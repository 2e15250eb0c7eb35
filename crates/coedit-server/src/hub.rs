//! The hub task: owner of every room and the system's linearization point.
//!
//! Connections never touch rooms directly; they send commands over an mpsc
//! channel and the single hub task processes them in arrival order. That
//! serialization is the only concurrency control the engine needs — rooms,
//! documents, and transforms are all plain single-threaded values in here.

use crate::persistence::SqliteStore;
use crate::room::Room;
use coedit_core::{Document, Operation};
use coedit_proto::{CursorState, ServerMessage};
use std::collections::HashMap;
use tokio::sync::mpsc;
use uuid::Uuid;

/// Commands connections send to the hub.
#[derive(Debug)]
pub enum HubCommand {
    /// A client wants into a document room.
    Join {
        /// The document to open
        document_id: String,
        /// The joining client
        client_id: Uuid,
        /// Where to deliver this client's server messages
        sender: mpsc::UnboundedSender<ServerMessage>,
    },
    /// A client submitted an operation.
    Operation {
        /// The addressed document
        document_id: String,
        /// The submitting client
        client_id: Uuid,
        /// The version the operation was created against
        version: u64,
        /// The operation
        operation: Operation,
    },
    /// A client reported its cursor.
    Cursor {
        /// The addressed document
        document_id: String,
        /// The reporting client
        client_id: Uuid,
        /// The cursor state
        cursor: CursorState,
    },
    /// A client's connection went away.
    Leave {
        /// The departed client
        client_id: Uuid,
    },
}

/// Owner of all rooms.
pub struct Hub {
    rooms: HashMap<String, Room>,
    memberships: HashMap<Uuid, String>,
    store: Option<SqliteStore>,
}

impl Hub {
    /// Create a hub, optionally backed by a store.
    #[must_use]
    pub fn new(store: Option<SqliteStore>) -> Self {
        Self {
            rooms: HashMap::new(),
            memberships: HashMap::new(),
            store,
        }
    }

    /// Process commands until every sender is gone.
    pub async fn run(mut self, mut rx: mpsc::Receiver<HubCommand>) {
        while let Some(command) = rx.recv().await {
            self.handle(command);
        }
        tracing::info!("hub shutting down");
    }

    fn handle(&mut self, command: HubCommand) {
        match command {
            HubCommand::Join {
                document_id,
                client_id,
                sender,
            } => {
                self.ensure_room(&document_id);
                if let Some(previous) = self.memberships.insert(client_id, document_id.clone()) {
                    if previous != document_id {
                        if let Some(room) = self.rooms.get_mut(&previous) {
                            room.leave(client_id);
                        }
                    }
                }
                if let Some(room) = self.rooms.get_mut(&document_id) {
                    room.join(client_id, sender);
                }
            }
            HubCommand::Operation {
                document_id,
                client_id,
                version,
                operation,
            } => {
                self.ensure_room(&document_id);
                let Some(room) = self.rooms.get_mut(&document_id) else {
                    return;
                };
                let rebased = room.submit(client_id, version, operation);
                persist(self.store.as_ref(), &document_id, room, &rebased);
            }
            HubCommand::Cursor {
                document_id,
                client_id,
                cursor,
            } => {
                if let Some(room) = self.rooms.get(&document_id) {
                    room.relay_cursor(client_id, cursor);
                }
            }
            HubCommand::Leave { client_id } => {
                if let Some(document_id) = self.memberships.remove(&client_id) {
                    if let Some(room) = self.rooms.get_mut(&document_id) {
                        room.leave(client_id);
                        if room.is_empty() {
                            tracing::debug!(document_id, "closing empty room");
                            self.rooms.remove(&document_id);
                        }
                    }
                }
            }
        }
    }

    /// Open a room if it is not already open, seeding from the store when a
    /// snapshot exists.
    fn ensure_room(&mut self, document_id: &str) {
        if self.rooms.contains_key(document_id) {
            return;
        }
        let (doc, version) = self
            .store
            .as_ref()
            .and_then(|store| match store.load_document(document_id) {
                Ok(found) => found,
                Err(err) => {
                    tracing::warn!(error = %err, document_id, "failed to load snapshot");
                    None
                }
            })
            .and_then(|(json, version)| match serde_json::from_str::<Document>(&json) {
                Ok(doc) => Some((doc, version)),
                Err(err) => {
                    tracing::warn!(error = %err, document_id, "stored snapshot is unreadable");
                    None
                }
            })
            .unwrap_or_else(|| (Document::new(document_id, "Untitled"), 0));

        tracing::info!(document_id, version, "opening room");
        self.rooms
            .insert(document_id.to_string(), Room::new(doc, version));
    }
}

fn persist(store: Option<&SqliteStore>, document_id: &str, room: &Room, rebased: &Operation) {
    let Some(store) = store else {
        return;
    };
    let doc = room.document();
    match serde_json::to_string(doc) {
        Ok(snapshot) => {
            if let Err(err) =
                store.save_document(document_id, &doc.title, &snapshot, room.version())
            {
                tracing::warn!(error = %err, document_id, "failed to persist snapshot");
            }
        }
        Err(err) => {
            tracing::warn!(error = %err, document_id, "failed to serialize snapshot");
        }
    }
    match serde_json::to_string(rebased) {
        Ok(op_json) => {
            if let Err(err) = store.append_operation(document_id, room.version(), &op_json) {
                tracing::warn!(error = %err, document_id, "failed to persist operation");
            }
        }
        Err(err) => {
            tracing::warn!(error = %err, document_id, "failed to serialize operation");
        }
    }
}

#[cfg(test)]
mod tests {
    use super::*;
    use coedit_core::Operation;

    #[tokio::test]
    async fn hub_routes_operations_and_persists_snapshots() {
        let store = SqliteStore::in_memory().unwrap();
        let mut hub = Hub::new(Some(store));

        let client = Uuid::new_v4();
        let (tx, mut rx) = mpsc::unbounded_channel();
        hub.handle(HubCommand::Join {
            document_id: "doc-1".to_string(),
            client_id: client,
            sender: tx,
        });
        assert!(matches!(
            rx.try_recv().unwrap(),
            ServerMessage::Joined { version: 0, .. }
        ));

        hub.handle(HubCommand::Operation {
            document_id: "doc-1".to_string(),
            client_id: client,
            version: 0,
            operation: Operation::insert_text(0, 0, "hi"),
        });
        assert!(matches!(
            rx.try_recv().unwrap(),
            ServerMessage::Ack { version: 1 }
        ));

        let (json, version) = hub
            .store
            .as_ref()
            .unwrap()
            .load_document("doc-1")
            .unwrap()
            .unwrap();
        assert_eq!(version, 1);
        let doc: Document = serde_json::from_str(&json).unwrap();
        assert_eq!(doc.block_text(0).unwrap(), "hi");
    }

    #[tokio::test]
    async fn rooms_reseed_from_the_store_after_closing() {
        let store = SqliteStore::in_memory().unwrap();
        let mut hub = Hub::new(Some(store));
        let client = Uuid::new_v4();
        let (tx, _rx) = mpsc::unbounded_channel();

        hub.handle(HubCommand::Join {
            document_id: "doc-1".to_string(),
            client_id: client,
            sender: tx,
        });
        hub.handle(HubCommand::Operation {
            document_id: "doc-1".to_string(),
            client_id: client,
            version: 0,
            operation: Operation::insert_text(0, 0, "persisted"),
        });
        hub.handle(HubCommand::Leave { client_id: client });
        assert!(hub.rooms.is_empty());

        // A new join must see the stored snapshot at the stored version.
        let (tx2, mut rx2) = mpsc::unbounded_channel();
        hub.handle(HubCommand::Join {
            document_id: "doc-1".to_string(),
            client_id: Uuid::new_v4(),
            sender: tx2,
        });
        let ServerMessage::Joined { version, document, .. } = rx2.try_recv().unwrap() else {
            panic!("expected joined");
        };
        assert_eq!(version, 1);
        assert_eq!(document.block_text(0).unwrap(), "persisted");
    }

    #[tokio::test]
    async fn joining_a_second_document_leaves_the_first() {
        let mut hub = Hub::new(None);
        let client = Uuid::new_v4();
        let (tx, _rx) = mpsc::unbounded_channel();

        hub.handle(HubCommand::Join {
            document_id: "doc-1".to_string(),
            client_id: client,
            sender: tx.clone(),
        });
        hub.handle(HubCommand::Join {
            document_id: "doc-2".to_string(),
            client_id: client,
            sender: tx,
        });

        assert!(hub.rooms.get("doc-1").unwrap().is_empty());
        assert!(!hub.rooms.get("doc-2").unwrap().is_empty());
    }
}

#### Task goal:
Quote verbatim the opening lines of the listing above, ending with the line where "pub async fn" appears; include both endpoints and nothing more.

#### Solution to this exercise:
repository 2e15250eb0c7eb35
filename crates/coedit-server/src/hub.rs
//! The hub task: owner of every room and the system's linearization point.
//!
//! Connections never touch rooms directly; they send commands over an mpsc
//! channel and the single hub task processes them in arrival order. That
//! serialization is the only concurrency control the engine needs — rooms,
//! documents, and transforms are all plain single-threaded values in here.

use crate::persistence::SqliteStore;
use crate::room::Room;
use coedit_core::{Document, Operation};
use coedit_proto::{CursorState, ServerMessage};
use std::collections::HashMap;
use tokio::sync::mpsc;
use uuid::Uuid;

/// Commands connections send to the hub.
#[derive(Debug)]
pub enum HubCommand {
    /// A client wants into a document room.
    Join {
        /// The document to open
        document_id: String,
        /// The joining client
        client_id: Uuid,
        /// Where to deliver this client's server messages
        sender: mpsc::UnboundedSender<ServerMessage>,
    },
    /// A client submitted an operation.
    Operation {
        /// The addressed document
        document_id: String,
        /// The submitting client
        client_id: Uuid,
        /// The version the operation was created against
        version: u64,
        /// The operation
        operation: Operation,
    },
    /// A client reported its cursor.
    Cursor {
        /// The addressed document
        document_id: String,
        /// The reporting client
        client_id: Uuid,
        /// The cursor state
        cursor: CursorState,
    },
    /// A client's connection went away.
    Leave {
        /// The departed client
        client_id: Uuid,
    },
}

/// Owner of all rooms.
pub struct Hub {
    rooms: HashMap<String, Room>,
    memberships: HashMap<Uuid, String>,
    store: Option<SqliteStore>,
}

impl Hub {
    /// Create a hub, optionally backed by a store.
    #[must_use]
    pub fn new(store: Option<SqliteStore>) -> Self {
        Self {
            rooms: HashMap::new(),
            memberships: HashMap::new(),
            store,
        }
    }

    /// Process commands until every sender is gone.
    pub async fn run(mut self, mut rx: mpsc::Receiver<HubCommand>) {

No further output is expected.